Michael Bettencourt-Scene4 Magazine

Michael Bettencourt

It’s hard not to walk away from a couple of current programs – the gorgeously filmed but ideologically quiescent Netflix documentary Our Planet, narrated by David Attenborough, and HBO’s Chernobyl, about the explosion of a nuclear reactor in 1986 – without thinking that things would be so much better for the earth if humans weren’t around.

The two programs overlap when in one segment, Our Planet notes that the absence of human pressure in Chernobyl’s blast zone has immensely improved the biodiversity of the place. Animal species long thought disappeared now wander through the architectural debris left behind when the area was evacuated, and plant and insect species have crept back in to enrich the landscape. (The same has been noted about the demilitarized zone between North and South Korea.)
Chernobyl shows the usual human process, when confronted by disaster, to do everything except tell the truth and correct the mistakes, willing to sacrifice thousands to preserve ideology and fantasy. The leaders and engineers who have created the hellish nuclear technology refuse to believe that they can’t control it, and when they’re proved wrong, they are paralyzed by their own ignorance.

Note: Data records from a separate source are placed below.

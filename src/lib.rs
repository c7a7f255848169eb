//! stmt-builder：按语句意图动态构造参数化 SQL 与参数列表的库。
//!
//! 核心三件套：
//! - [`StatementBuilder`]：链式配置、按意图编译、可选执行封装；
//! - [`Values`]：字段名到 [`SqlValue`] 的有序值容器；
//! - [`full_sql`]：把占位符语句渲染为字面量内联的完整语句。

pub mod dialect;
pub mod exec;
pub mod interpolate;
pub mod proc;
pub mod session;
pub mod statement;
#[cfg(test)]
mod statement_tests;
pub(crate) mod string_builder;
pub mod value;
pub mod values;

pub use crate::dialect::{Dialect, Family};
pub use crate::exec::{ExecResult, QueryError};
pub use crate::interpolate::{RenderError, full_sql};
pub use crate::proc::{ProcSession, proc_placeholder};
pub use crate::session::{
    ExecOutcome, RowMap, Rows, Session, SessionError, SingleRow, SqlRow,
};
pub use crate::statement::{BuildError, StatementBuilder, StatementKind};
pub use crate::value::{Increment, SqlValue};
pub use crate::values::Values;
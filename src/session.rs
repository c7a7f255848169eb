//! Session：执行协作方的契约。
//!
//! 本 crate 只产出 SQL 文本与参数列表；真正的连接、执行由实现了
//! [`Session`] 的外部对象承担。行数据以 [`SqlValue`] 表达，按位置
//! （[`SqlRow`]）或按字段名（[`RowMap`]）两种形态返回。

use crate::value::SqlValue;
use std::collections::HashMap;

/// 按位置的一行数据。
pub type SqlRow = Vec<SqlValue>;

/// 按字段名的一行数据。
pub type RowMap = HashMap<String, SqlValue>;

/// 按字段名的结果集。
pub type Rows = Vec<RowMap>;

/// 驱动层错误：对本层不透明，只携带文本。
#[derive(Debug, Clone, PartialEq, Eq, thiserror::Error)]
#[error("{0}")]
pub struct SessionError(pub String);

/// `exec` 的驱动层返回：取不到的字段为 `None`。
#[derive(Debug, Clone, Copy, Default, PartialEq, Eq)]
pub struct ExecOutcome {
    pub last_insert_id: Option<i64>,
    pub rows_affected: Option<i64>,
}

/// 单行查询结果：查询本身不返回错误，错误在取值时显现。
#[derive(Debug, Clone, PartialEq)]
pub struct SingleRow(Result<SqlRow, SessionError>);

impl SingleRow {
    pub fn new(row: Result<SqlRow, SessionError>) -> Self {
        Self(row)
    }

    /// 取出这一行；查询或扫描阶段的错误在此处返回。
    pub fn values(self) -> Result<SqlRow, SessionError> {
        self.0
    }
}

/// 执行协作方。
///
/// 同步阻塞；重试、超时、取消等策略都属于实现方，本层不做。
pub trait Session {
    /// 执行写语句。
    fn exec(&self, sql: &str, args: &[SqlValue]) -> Result<ExecOutcome, SessionError>;

    /// 查询，按位置返回行。
    fn query(&self, sql: &str, args: &[SqlValue]) -> Result<Vec<SqlRow>, SessionError>;

    /// 查询单行；错误延迟到 [`SingleRow::values`]。
    fn query_row(&self, sql: &str, args: &[SqlValue]) -> SingleRow;

    /// 查询，按字段名返回行。
    fn select(&self, sql: &str, args: &[SqlValue]) -> Result<Rows, SessionError>;

    /// 查询单行，按字段名返回。
    fn select_one(&self, sql: &str, args: &[SqlValue]) -> Result<RowMap, SessionError>;
}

But there’s a mistaken premise at the heart of both of these programs, and that has to do with balance. Attenborough, in his well-rounded tones, talks constantly about the need for humans to find balance with the world in which they live. But nature isn’t really about balance, or, more accurately, is not about maintaining a balance that favors us to the point where we can merrily go our way shitting where we eat without suffering any consequences.

Nature is not Gaia but entropy; it doesn’t care if we’re comfortable of not. If we screw up one arrangement, it will create another arrangement regardless of whether that keeps us warm or kills off the species. It’s done much species-killing before, and it will do so again.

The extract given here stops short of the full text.